[Saved entries]
◇ ◇ ◇ ◇ ◇

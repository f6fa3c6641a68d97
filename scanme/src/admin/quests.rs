//! Icebreaker quest panel.

use super::{FetchTracker, gate};
use crate::environment::ScanMeEnvironment;
use crate::error::{Notification, ScanMeError};
use crate::providers::{IdentityProvider, ScanMeApi};
use crate::types::{IcebreakerQuest, NewQuest, QuestId};
use scanme_core::effect::Effect;
use scanme_core::reducer::Reducer;
use scanme_core::{SmallVec, smallvec};
use std::marker::PhantomData;

/// Quest panel state.
#[derive(Debug, Clone, Default)]
pub struct QuestsState {
    quests: Vec<IcebreakerQuest>,
    fetch: FetchTracker,
    /// List fetch in flight
    pub loading: bool,
    /// Create call in flight
    pub creating: bool,
    /// Inline message for rejected input
    pub validation_error: Option<String>,
    /// Transient message for the admin
    pub notification: Option<Notification>,
}

impl QuestsState {
    /// Quests in server order.
    #[must_use]
    pub fn quests(&self) -> &[IcebreakerQuest] {
        &self.quests
    }

    /// Quests currently offered to users.
    pub fn active(&self) -> impl Iterator<Item = &IcebreakerQuest> {
        self.quests.iter().filter(|q| q.active)
    }
}

/// Quest panel actions.
#[derive(Debug, Clone, PartialEq)]
pub enum QuestsAction {
    /// Fetch the list
    Load,
    /// List arrived
    Loaded {
        /// Fetch number
        seq: u64,
        /// All quests
        quests: Vec<IcebreakerQuest>,
    },
    /// List fetch failed
    LoadFailed {
        /// Fetch number
        seq: u64,
        /// Why
        error: ScanMeError,
    },
    /// Create a quest
    Create {
        /// Short title
        title: String,
        /// Question shown to attendees
        prompt: String,
        /// Reward
        points: u32,
    },
    /// Quest created
    Created {
        /// The new quest
        quest: IcebreakerQuest,
    },
    /// Create failed
    CreateFailed {
        /// Why
        error: ScanMeError,
    },
    /// Delete a quest
    Delete {
        /// Quest to delete
        id: QuestId,
    },
    /// Remote delete succeeded
    Deleted {
        /// Deleted quest
        id: QuestId,
    },
    /// Remote delete failed
    DeleteFailed {
        /// Quest that could not be deleted
        id: QuestId,
        /// Why
        error: ScanMeError,
    },
    /// Clear the notification
    DismissNotification,
}

/// Quest panel reducer.
#[derive(Debug, Clone)]
pub struct QuestsReducer<A, I> {
    _phantom: PhantomData<(A, I)>,
}

impl<A, I> QuestsReducer<A, I> {
    /// Create a new quest reducer.
    #[must_use]
    pub const fn new() -> Self {
        Self {
            _phantom: PhantomData,
        }
    }
}

impl<A, I> Default for QuestsReducer<A, I> {
    fn default() -> Self {
        Self::new()
    }
}

impl<A, I> QuestsReducer<A, I>
where
    A: ScanMeApi,
    I: IdentityProvider,
{
    fn fetch(state: &mut QuestsState, env: &ScanMeEnvironment<A, I>) -> Effect<QuestsAction> {
        state.loading = true;
        let seq = state.fetch.issue();
        let api = env.api.clone();

        Effect::future(async move {
            Some(match api.list_quests().await {
                Ok(quests) => QuestsAction::Loaded { seq, quests },
                Err(error) => QuestsAction::LoadFailed { seq, error },
            })
        })
    }
}

/// Trim and check a new quest.
///
/// # Errors
///
/// Returns [`ScanMeError::Validation`] when the title or prompt is blank.
pub fn validate_quest(title: &str, prompt: &str, points: u32) -> Result<NewQuest, ScanMeError> {
    let title = title.trim();
    let prompt = prompt.trim();
    if title.is_empty() {
        return Err(ScanMeError::validation("Quest title is required"));
    }
    if prompt.is_empty() {
        return Err(ScanMeError::validation("Quest prompt is required"));
    }
    Ok(NewQuest {
        title: title.to_string(),
        prompt: prompt.to_string(),
        points,
    })
}

impl<A, I> Reducer for QuestsReducer<A, I>
where
    A: ScanMeApi,
    I: IdentityProvider,
{
    type State = QuestsState;
    type Action = QuestsAction;
    type Environment = ScanMeEnvironment<A, I>;

    fn reduce(
        &self,
        state: &mut Self::State,
        action: Self::Action,
        env: &Self::Environment,
    ) -> SmallVec<[Effect<Self::Action>; 4]> {
        match action {
            QuestsAction::Load => {
                if let Err(notification) = gate(env) {
                    state.notification = Some(notification);
                    return smallvec![Effect::None];
                }
                smallvec![Self::fetch(state, env)]
            },

            QuestsAction::Loaded { seq, quests } => {
                if state.fetch.is_latest(seq) {
                    state.loading = false;
                }
                if state.fetch.accept(seq) {
                    state.quests = quests;
                } else {
                    tracing::warn!(seq, "Dropped stale quest list");
                }
                smallvec![Effect::None]
            },

            QuestsAction::LoadFailed { seq, error } => {
                if state.fetch.is_latest(seq) {
                    state.loading = false;
                    state.notification = Some(Notification::from_error(
                        "Could not load quests",
                        &error,
                        &env.config.support_contact,
                    ));
                }
                smallvec![Effect::None]
            },

            QuestsAction::Create {
                title,
                prompt,
                points,
            } => {
                if let Err(notification) = gate(env) {
                    state.notification = Some(notification);
                    return smallvec![Effect::None];
                }
                if state.creating {
                    return smallvec![Effect::None];
                }
                let quest = match validate_quest(&title, &prompt, points) {
                    Ok(quest) => quest,
                    Err(error) => {
                        state.validation_error = Some(error.to_string());
                        return smallvec![Effect::None];
                    },
                };

                state.validation_error = None;
                state.creating = true;
                let api = env.api.clone();

                smallvec![Effect::future(async move {
                    Some(match api.create_quest(&quest).await {
                        Ok(quest) => QuestsAction::Created { quest },
                        Err(error) => QuestsAction::CreateFailed { error },
                    })
                })]
            },

            QuestsAction::Created { quest } => {
                tracing::info!(id = %quest.id, "Quest created");
                state.creating = false;
                state.notification =
                    Some(Notification::info(format!("Created \"{}\"", quest.title)));
                smallvec![Self::fetch(state, env)]
            },

            QuestsAction::CreateFailed { error } => {
                state.creating = false;
                state.notification = Some(Notification::from_error(
                    "Could not create quest",
                    &error,
                    &env.config.support_contact,
                ));
                smallvec![Effect::None]
            },

            QuestsAction::Delete { id } => {
                if let Err(notification) = gate(env) {
                    state.notification = Some(notification);
                    return smallvec![Effect::None];
                }

                state.quests.retain(|q| q.id != id);
                state.fetch.invalidate();
                let api = env.api.clone();

                smallvec![Effect::future(async move {
                    Some(match api.delete_quest(&id).await {
                        Ok(()) => QuestsAction::Deleted { id },
                        Err(error) => QuestsAction::DeleteFailed { id, error },
                    })
                })]
            },

            QuestsAction::Deleted { id } => {
                tracing::debug!(%id, "Quest deleted");
                smallvec![Effect::None]
            },

            QuestsAction::DeleteFailed { id, error } => {
                tracing::warn!(%id, %error, "Quest delete failed");
                state.notification = Some(Notification::from_error(
                    "Could not delete quest",
                    &error,
                    &env.config.support_contact,
                ));
                smallvec![Effect::None]
            },

            QuestsAction::DismissNotification => {
                state.notification = None;
                smallvec![Effect::None]
            },
        }
    }
}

◇ ◇ ◇ ◇ ◇

- Your objective:
Restate the whole of the data exactly.

- Problem solution:
repository f6fa3c6641a68d97
filename scanme/src/admin/quests.rs
//! Icebreaker quest panel.

use super::{FetchTracker, gate};
use crate::environment::ScanMeEnvironment;
use crate::error::{Notification, ScanMeError};
use crate::providers::{IdentityProvider, ScanMeApi};
use crate::types::{IcebreakerQuest, NewQuest, QuestId};
use scanme_core::effect::Effect;
use scanme_core::reducer::Reducer;
use scanme_core::{SmallVec, smallvec};
use std::marker::PhantomData;

/// Quest panel state.
#[derive(Debug, Clone, Default)]
pub struct QuestsState {
    quests: Vec<IcebreakerQuest>,
    fetch: FetchTracker,
    /// List fetch in flight
    pub loading: bool,
    /// Create call in flight
    pub creating: bool,
    /// Inline message for rejected input
    pub validation_error: Option<String>,
    /// Transient message for the admin
    pub notification: Option<Notification>,
}

impl QuestsState {
    /// Quests in server order.
    #[must_use]
    pub fn quests(&self) -> &[IcebreakerQuest] {
        &self.quests
    }

    /// Quests currently offered to users.
    pub fn active(&self) -> impl Iterator<Item = &IcebreakerQuest> {
        self.quests.iter().filter(|q| q.active)
    }
}

/// Quest panel actions.
#[derive(Debug, Clone, PartialEq)]
pub enum QuestsAction {
    /// Fetch the list
    Load,
    /// List arrived
    Loaded {
        /// Fetch number
        seq: u64,
        /// All quests
        quests: Vec<IcebreakerQuest>,
    },
    /// List fetch failed
    LoadFailed {
        /// Fetch number
        seq: u64,
        /// Why
        error: ScanMeError,
    },
    /// Create a quest
    Create {
        /// Short title
        title: String,
        /// Question shown to attendees
        prompt: String,
        /// Reward
        points: u32,
    },
    /// Quest created
    Created {
        /// The new quest
        quest: IcebreakerQuest,
    },
    /// Create failed
    CreateFailed {
        /// Why
        error: ScanMeError,
    },
    /// Delete a quest
    Delete {
        /// Quest to delete
        id: QuestId,
    },
    /// Remote delete succeeded
    Deleted {
        /// Deleted quest
        id: QuestId,
    },
    /// Remote delete failed
    DeleteFailed {
        /// Quest that could not be deleted
        id: QuestId,
        /// Why
        error: ScanMeError,
    },
    /// Clear the notification
    DismissNotification,
}

/// Quest panel reducer.
#[derive(Debug, Clone)]
pub struct QuestsReducer<A, I> {
    _phantom: PhantomData<(A, I)>,
}

impl<A, I> QuestsReducer<A, I> {
    /// Create a new quest reducer.
    #[must_use]
    pub const fn new() -> Self {
        Self {
            _phantom: PhantomData,
        }
    }
}

impl<A, I> Default for QuestsReducer<A, I> {
    fn default() -> Self {
        Self::new()
    }
}

impl<A, I> QuestsReducer<A, I>
where
    A: ScanMeApi,
    I: IdentityProvider,
{
    fn fetch(state: &mut QuestsState, env: &ScanMeEnvironment<A, I>) -> Effect<QuestsAction> {
        state.loading = true;
        let seq = state.fetch.issue();
        let api = env.api.clone();

        Effect::future(async move {
            Some(match api.list_quests().await {
                Ok(quests) => QuestsAction::Loaded { seq, quests },
                Err(error) => QuestsAction::LoadFailed { seq, error },
            })
        })
    }
}

/// Trim and check a new quest.
///
/// # Errors
///
/// Returns [`ScanMeError::Validation`] when the title or prompt is blank.
pub fn validate_quest(title: &str, prompt: &str, points: u32) -> Result<NewQuest, ScanMeError> {
    let title = title.trim();
    let prompt = prompt.trim();
    if title.is_empty() {
        return Err(ScanMeError::validation("Quest title is required"));
    }
    if prompt.is_empty() {
        return Err(ScanMeError::validation("Quest prompt is required"));
    }
    Ok(NewQuest {
        title: title.to_string(),
        prompt: prompt.to_string(),
        points,
    })
}

impl<A, I> Reducer for QuestsReducer<A, I>
where
    A: ScanMeApi,
    I: IdentityProvider,
{
    type State = QuestsState;
    type Action = QuestsAction;
    type Environment = ScanMeEnvironment<A, I>;

    fn reduce(
        &self,
        state: &mut Self::State,
        action: Self::Action,
        env: &Self::Environment,
    ) -> SmallVec<[Effect<Self::Action>; 4]> {
        match action {
            QuestsAction::Load => {
                if let Err(notification) = gate(env) {
                    state.notification = Some(notification);
                    return smallvec![Effect::None];
                }
                smallvec![Self::fetch(state, env)]
            },

            QuestsAction::Loaded { seq, quests } => {
                if state.fetch.is_latest(seq) {
                    state.loading = false;
                }
                if state.fetch.accept(seq) {
                    state.quests = quests;
                } else {
                    tracing::warn!(seq, "Dropped stale quest list");
                }
                smallvec![Effect::None]
            },

            QuestsAction::LoadFailed { seq, error } => {
                if state.fetch.is_latest(seq) {
                    state.loading = false;
                    state.notification = Some(Notification::from_error(
                        "Could not load quests",
                        &error,
                        &env.config.support_contact,
                    ));
                }
                smallvec![Effect::None]
            },

            QuestsAction::Create {
                title,
                prompt,
                points,
            } => {
                if let Err(notification) = gate(env) {
                    state.notification = Some(notification);
                    return smallvec![Effect::None];
                }
                if state.creating {
                    return smallvec![Effect::None];
                }
                let quest = match validate_quest(&title, &prompt, points) {
                    Ok(quest) => quest,
                    Err(error) => {
                        state.validation_error = Some(error.to_string());
                        return smallvec![Effect::None];
                    },
                };

                state.validation_error = None;
                state.creating = true;
                let api = env.api.clone();

                smallvec![Effect::future(async move {
                    Some(match api.create_quest(&quest).await {
                        Ok(quest) => QuestsAction::Created { quest },
                        Err(error) => QuestsAction::CreateFailed { error },
                    })
                })]
            },

            QuestsAction::Created { quest } => {
                tracing::info!(id = %quest.id, "Quest created");
                state.creating = false;
                state.notification =
                    Some(Notification::info(format!("Created \"{}\"", quest.title)));
                smallvec![Self::fetch(state, env)]
            },

            QuestsAction::CreateFailed { error } => {
                state.creating = false;
                state.notification = Some(Notification::from_error(
                    "Could not create quest",
                    &error,
                    &env.config.support_contact,
                ));
                smallvec![Effect::None]
            },

            QuestsAction::Delete { id } => {
                if let Err(notification) = gate(env) {
                    state.notification = Some(notification);
                    return smallvec![Effect::None];
                }

                state.quests.retain(|q| q.id != id);
                state.fetch.invalidate();
                let api = env.api.clone();

                smallvec![Effect::future(async move {
                    Some(match api.delete_quest(&id).await {
                        Ok(()) => QuestsAction::Deleted { id },
                        Err(error) => QuestsAction::DeleteFailed { id, error },
                    })
                })]
            },

            QuestsAction::Deleted { id } => {
                tracing::debug!(%id, "Quest deleted");
                smallvec![Effect::None]
            },

            QuestsAction::DeleteFailed { id, error } => {
                tracing::warn!(%id, %error, "Quest delete failed");
                state.notification = Some(Notification::from_error(
                    "Could not delete quest",
                    &error,
                    &env.config.support_contact,
                ));
                smallvec![Effect::None]
            },

            QuestsAction::DismissNotification => {
                state.notification = None;
                smallvec![Effect::None]
            },
        }
    }
}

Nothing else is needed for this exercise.